*** Opening of ENTRIES SHOWN ***

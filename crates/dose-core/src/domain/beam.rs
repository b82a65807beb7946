use super::errors::{DoseError, DoseResult};
use crate::common::constants::{DEFAULT_FIELD_SIZE_MM, DEFAULT_SAD_MM, MIN_ARC_SPACING_DEG};
use serde::{Deserialize, Serialize};
use std::fmt::{Display, Formatter};

#[derive(Debug, Clone, Copy, PartialEq, Eq, Hash, Default, Serialize, Deserialize)]
#[serde(rename_all = "snake_case")]
pub enum RadiationType {
    #[default]
    Photon,
    Electron,
    Proton,
}

impl RadiationType {
    pub const fn as_str(self) -> &'static str {
        match self {
            Self::Photon => "photon",
            Self::Electron => "electron",
            Self::Proton => "proton",
        }
    }
}

impl Display for RadiationType {
    fn fmt(&self, f: &mut Formatter<'_>) -> std::fmt::Result {
        f.write_str((*self).as_str())
    }
}

/// Leaf pairs `[left, right]` along the field x axis, stacked along field y
/// and centred on the beam axis. Positions are in mm at the isocenter plane.
#[derive(Debug, Clone, PartialEq, Serialize, Deserialize)]
pub struct MlcAperture {
    pub leaf_width_mm: f64,
    pub leaves: Vec<[f64; 2]>,
}

#[derive(Debug, Clone, PartialEq)]
pub enum FieldAperture {
    Rectangular { width_mm: f64, height_mm: f64 },
    Mlc(MlcAperture),
}

impl FieldAperture {
    /// Field-x opening edges of the row containing `v`, if `v` lies inside
    /// the aperture's y extent.
    pub fn edges_at(&self, v: f64) -> Option<(f64, f64)> {
        let (v_min, v_max) = self.v_extent();
        if v < v_min || v > v_max {
            return None;
        }
        match self {
            Self::Rectangular { width_mm, .. } => Some((-0.5 * width_mm, 0.5 * width_mm)),
            Self::Mlc(mlc) => {
                let row = ((v - v_min) / mlc.leaf_width_mm).floor() as usize;
                let [left, right] = mlc.leaves[row.min(mlc.leaves.len() - 1)];
                Some((left, right))
            }
        }
    }

    pub fn v_extent(&self) -> (f64, f64) {
        let height = match self {
            Self::Rectangular { height_mm, .. } => *height_mm,
            Self::Mlc(mlc) => mlc.leaf_width_mm * mlc.leaves.len() as f64,
        };
        (-0.5 * height, 0.5 * height)
    }

    pub fn u_extent(&self) -> (f64, f64) {
        match self {
            Self::Rectangular { width_mm, .. } => (-0.5 * width_mm, 0.5 * width_mm),
            Self::Mlc(mlc) => mlc.leaves.iter().fold(
                (f64::INFINITY, f64::NEG_INFINITY),
                |(lo, hi), [left, right]| (lo.min(*left), hi.max(*right)),
            ),
        }
    }

    pub fn contains(&self, u: f64, v: f64) -> bool {
        self.edges_at(v)
            .is_some_and(|(left, right)| u >= left && u <= right)
    }
}

#[derive(Debug, Clone, Copy, PartialEq, Eq, Hash, Default, Serialize, Deserialize)]
pub enum ArcDirection {
    #[default]
    #[serde(rename = "cw")]
    Clockwise,
    #[serde(rename = "ccw")]
    CounterClockwise,
}

#[derive(Debug, Clone, Copy, PartialEq, Serialize, Deserialize)]
pub struct ArcRecord {
    pub start: f64,
    pub stop: f64,
    #[serde(default)]
    pub direction: ArcDirection,
    #[serde(default)]
    pub spacing_deg: Option<f64>,
}

#[derive(Debug, Clone, Copy, PartialEq)]
pub struct ArcSpec {
    pub start_deg: f64,
    pub stop_deg: f64,
    pub direction: ArcDirection,
    pub spacing_deg: f64,
}

impl ArcSpec {
    /// Control-point gantry angles. Coincident start/stop means a full rotation.
    pub fn control_angles(&self) -> Vec<f64> {
        let sign = match self.direction {
            ArcDirection::Clockwise => 1.0,
            ArcDirection::CounterClockwise => -1.0,
        };
        let sweep = (sign * (self.stop_deg - self.start_deg)).rem_euclid(360.0);
        if sweep == 0.0 {
            let count = ((360.0 / self.spacing_deg).ceil() as usize).max(2);
            let step = 360.0 / count as f64;
            return (0..count)
                .map(|index| wrap_degrees(self.start_deg + sign * step * index as f64))
                .collect();
        }
        let count = ((sweep / self.spacing_deg).ceil() as usize + 1).max(2);
        let step = sweep / (count - 1) as f64;
        (0..count)
            .map(|index| wrap_degrees(self.start_deg + sign * step * index as f64))
            .collect()
    }
}

#[derive(Debug, Clone, Copy, PartialEq, Eq, Hash, Serialize, Deserialize)]
pub enum WedgeOrientation {
    #[serde(rename = "+x")]
    PositiveX,
    #[serde(rename = "-x")]
    NegativeX,
    #[serde(rename = "+y")]
    PositiveY,
    #[serde(rename = "-y")]
    NegativeY,
}

#[derive(Debug, Clone, Copy, PartialEq, Serialize, Deserialize)]
pub struct WedgeSpec {
    pub angle_deg: f64,
    pub orientation: WedgeOrientation,
}

impl WedgeSpec {
    /// Fluence transmission at field coordinates `(u, v)`; the thick end sits
    /// on the side the orientation points to.
    pub fn transmission(&self, u: f64, v: f64) -> f64 {
        let along = match self.orientation {
            WedgeOrientation::PositiveX => u,
            WedgeOrientation::NegativeX => -u,
            WedgeOrientation::PositiveY => v,
            WedgeOrientation::NegativeY => -v,
        };
        let steepness = 1.0 - self.angle_deg.to_radians().cos();
        (1.0 - steepness * along / 100.0).max(0.1)
    }
}

/// Raw beam description as it arrives from a plan file; nothing is validated.
#[derive(Debug, Clone, PartialEq, Default, Serialize, Deserialize)]
pub struct BeamRecord {
    #[serde(default)]
    pub id: Option<String>,
    #[serde(default)]
    pub radiation_type: Option<RadiationType>,
    #[serde(default)]
    pub energy: Option<f64>,
    #[serde(default)]
    pub gantry_angle: Option<f64>,
    #[serde(default)]
    pub collimator_angle: Option<f64>,
    #[serde(default)]
    pub couch_angle: Option<f64>,
    #[serde(default)]
    pub isocenter: Option<[f64; 3]>,
    #[serde(default)]
    pub sad: Option<f64>,
    #[serde(default)]
    pub ssd: Option<f64>,
    #[serde(default)]
    pub field_size: Option<[f64; 2]>,
    #[serde(default)]
    pub mlc: Option<MlcAperture>,
    #[serde(default)]
    pub arc: Option<ArcRecord>,
    #[serde(default)]
    pub wedge: Option<WedgeSpec>,
    #[serde(default)]
    pub weight: Option<f64>,
}

impl BeamRecord {
    pub fn new(id: impl Into<String>, energy: f64, gantry_angle: f64) -> Self {
        Self {
            id: Some(id.into()),
            energy: Some(energy),
            gantry_angle: Some(gantry_angle),
            ..Self::default()
        }
    }
}

/// Validated, immutable beam. Angles are wrapped into `[0, 360)`.
#[derive(Debug, Clone, PartialEq)]
pub struct BeamSpec {
    id: String,
    radiation: RadiationType,
    energy: f64,
    gantry_deg: f64,
    collimator_deg: f64,
    couch_deg: f64,
    isocenter: Option<[f64; 3]>,
    sad_mm: f64,
    ssd_mm: Option<f64>,
    aperture: FieldAperture,
    arc: Option<ArcSpec>,
    wedge: Option<WedgeSpec>,
    weight: f64,
}

impl BeamSpec {
    pub fn from_record(record: &BeamRecord) -> DoseResult<Self> {
        let id = match record.id.as_deref().map(str::trim) {
            Some(id) if !id.is_empty() => id.to_string(),
            _ => return Err(missing_field("id")),
        };
        let energy = record.energy.ok_or_else(|| missing_field("energy"))?;
        if !energy.is_finite() || energy <= 0.0 {
            return Err(DoseError::validation(
                "INPUT.BEAM_INVALID_ENERGY",
                format!("beam '{id}' energy must be positive, got {energy}"),
            ));
        }
        let gantry_deg = record
            .gantry_angle
            .ok_or_else(|| missing_field("gantry_angle"))?;
        let gantry_deg = checked_angle(&id, "gantry_angle", gantry_deg)?;
        let collimator_deg =
            checked_angle(&id, "collimator_angle", record.collimator_angle.unwrap_or(0.0))?;
        let couch_deg = checked_angle(&id, "couch_angle", record.couch_angle.unwrap_or(0.0))?;

        let sad_mm = record.sad.unwrap_or(DEFAULT_SAD_MM);
        if !sad_mm.is_finite() || sad_mm <= 0.0 {
            return Err(DoseError::validation(
                "INPUT.BEAM_INVALID_SAD",
                format!("beam '{id}' SAD must be positive, got {sad_mm}"),
            ));
        }
        if let Some(ssd) = record.ssd.filter(|ssd| !ssd.is_finite() || *ssd <= 0.0) {
            return Err(DoseError::validation(
                "INPUT.BEAM_INVALID_SSD",
                format!("beam '{id}' SSD must be positive, got {ssd}"),
            ));
        }
        if let Some(isocenter) = record
            .isocenter
            .filter(|isocenter| isocenter.iter().any(|value| !value.is_finite()))
        {
            return Err(DoseError::validation(
                "INPUT.BEAM_INVALID_ISOCENTER",
                format!("beam '{id}' isocenter must be finite, got {isocenter:?}"),
            ));
        }

        let weight = record.weight.unwrap_or(1.0);
        if !weight.is_finite() || weight < 0.0 {
            return Err(DoseError::validation(
                "INPUT.BEAM_INVALID_WEIGHT",
                format!("beam '{id}' weight must be finite and non-negative, got {weight}"),
            ));
        }

        Ok(Self {
            aperture: aperture_from_record(&id, record)?,
            arc: record
                .arc
                .map(|arc| arc_from_record(&id, arc))
                .transpose()?,
            wedge: record
                .wedge
                .map(|wedge| wedge_from_record(&id, wedge))
                .transpose()?,
            radiation: record.radiation_type.unwrap_or_default(),
            isocenter: record.isocenter,
            ssd_mm: record.ssd,
            id,
            energy,
            gantry_deg,
            collimator_deg,
            couch_deg,
            sad_mm,
            weight,
        })
    }

    pub fn id(&self) -> &str {
        &self.id
    }

    pub const fn radiation(&self) -> RadiationType {
        self.radiation
    }

    pub const fn energy(&self) -> f64 {
        self.energy
    }

    pub const fn gantry_deg(&self) -> f64 {
        self.gantry_deg
    }

    pub const fn collimator_deg(&self) -> f64 {
        self.collimator_deg
    }

    pub const fn couch_deg(&self) -> f64 {
        self.couch_deg
    }

    pub const fn isocenter(&self) -> Option<[f64; 3]> {
        self.isocenter
    }

    pub const fn sad_mm(&self) -> f64 {
        self.sad_mm
    }

    pub const fn ssd_mm(&self) -> Option<f64> {
        self.ssd_mm
    }

    pub const fn aperture(&self) -> &FieldAperture {
        &self.aperture
    }

    pub const fn arc(&self) -> Option<&ArcSpec> {
        self.arc.as_ref()
    }

    pub const fn wedge(&self) -> Option<&WedgeSpec> {
        self.wedge.as_ref()
    }

    pub const fn weight(&self) -> f64 {
        self.weight
    }

    /// Static beams this beam delivers: itself, or one beam per arc control
    /// point sharing the weight equally.
    pub fn control_points(&self) -> Vec<BeamSpec> {
        let Some(arc) = self.arc else {
            return vec![self.clone()];
        };
        let angles = arc.control_angles();
        let weight = self.weight / angles.len() as f64;
        angles
            .into_iter()
            .enumerate()
            .map(|(index, gantry_deg)| BeamSpec {
                id: format!("{}#cp{index}", self.id),
                gantry_deg,
                arc: None,
                weight,
                ..self.clone()
            })
            .collect()
    }

    /// Wedge transmission at field coordinates, 1 without a wedge.
    pub fn fluence_modifier(&self, u: f64, v: f64) -> f64 {
        self.wedge
            .as_ref()
            .map_or(1.0, |wedge| wedge.transmission(u, v))
    }
}

pub fn wrap_degrees(angle: f64) -> f64 {
    let wrapped = angle.rem_euclid(360.0);
    if wrapped >= 360.0 { 0.0 } else { wrapped }
}

fn missing_field(field: &str) -> DoseError {
    DoseError::validation(
        "INPUT.BEAM_MISSING_FIELD",
        format!("beam record is missing required field '{field}'"),
    )
}

fn checked_angle(id: &str, field: &str, angle: f64) -> DoseResult<f64> {
    if !angle.is_finite() {
        return Err(DoseError::validation(
            "INPUT.BEAM_INVALID_ANGLE",
            format!("beam '{id}' {field} must be finite, got {angle}"),
        ));
    }
    Ok(wrap_degrees(angle))
}

fn aperture_from_record(id: &str, record: &BeamRecord) -> DoseResult<FieldAperture> {
    match (&record.field_size, &record.mlc) {
        (Some(_), Some(_)) => Err(DoseError::validation(
            "INPUT.BEAM_APERTURE_CONFLICT",
            format!("beam '{id}' defines both field_size and mlc"),
        )),
        (_, Some(mlc)) => {
            if !mlc.leaf_width_mm.is_finite() || mlc.leaf_width_mm <= 0.0 {
                return Err(DoseError::validation(
                    "INPUT.BEAM_INVALID_MLC",
                    format!("beam '{id}' MLC leaf width must be positive"),
                ));
            }
            if mlc.leaves.is_empty() {
                return Err(DoseError::validation(
                    "INPUT.BEAM_INVALID_MLC",
                    format!("beam '{id}' MLC has no leaf pairs"),
                ));
            }
            if let Some(row) = mlc.leaves.iter().position(|[left, right]| {
                !left.is_finite() || !right.is_finite() || left > right
            }) {
                return Err(DoseError::validation(
                    "INPUT.BEAM_INVALID_MLC",
                    format!("beam '{id}' MLC leaf pair {row} is not an ordered finite pair"),
                ));
            }
            Ok(FieldAperture::Mlc(mlc.clone()))
        }
        (field_size, None) => {
            let [width_mm, height_mm] =
                field_size.unwrap_or([DEFAULT_FIELD_SIZE_MM, DEFAULT_FIELD_SIZE_MM]);
            if [width_mm, height_mm]
                .iter()
                .any(|value| !value.is_finite() || *value <= 0.0)
            {
                return Err(DoseError::validation(
                    "INPUT.BEAM_INVALID_FIELD_SIZE",
                    format!("beam '{id}' field size must be positive, got {field_size:?}"),
                ));
            }
            Ok(FieldAperture::Rectangular {
                width_mm,
                height_mm,
            })
        }
    }
}

fn arc_from_record(id: &str, arc: ArcRecord) -> DoseResult<ArcSpec> {
    let spacing_deg = arc.spacing_deg.unwrap_or(2.0);
    if !arc.start.is_finite() || !arc.stop.is_finite() {
        return Err(DoseError::validation(
            "INPUT.BEAM_INVALID_ARC",
            format!("beam '{id}' arc angles must be finite"),
        ));
    }
    if !spacing_deg.is_finite() || spacing_deg < MIN_ARC_SPACING_DEG {
        return Err(DoseError::validation(
            "INPUT.BEAM_INVALID_ARC",
            format!(
                "beam '{id}' arc spacing must be at least {MIN_ARC_SPACING_DEG} degrees, got {spacing_deg}"
            ),
        ));
    }
    Ok(ArcSpec {
        start_deg: wrap_degrees(arc.start),
        stop_deg: wrap_degrees(arc.stop),
        direction: arc.direction,
        spacing_deg,
    })
}

fn wedge_from_record(id: &str, wedge: WedgeSpec) -> DoseResult<WedgeSpec> {
    if !wedge.angle_deg.is_finite() || !(0.0..90.0).contains(&wedge.angle_deg) {
        return Err(DoseError::validation(
            "INPUT.BEAM_INVALID_WEDGE",
            format!(
                "beam '{id}' wedge angle must lie in [0, 90), got {}",
                wedge.angle_deg
            ),
        ));
    }
    Ok(wedge)
}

*** Close of ENTRIES SHOWN ***

*YOUR OBJECTIVE*. Only the lines that contain the string "steepness" are to be copied from the records.

*OUTPUT OF THE TASK*.
        let steepness = 1.0 - self.angle_deg.to_radians().cos();
        (1.0 - steepness * along / 100.0).max(0.1)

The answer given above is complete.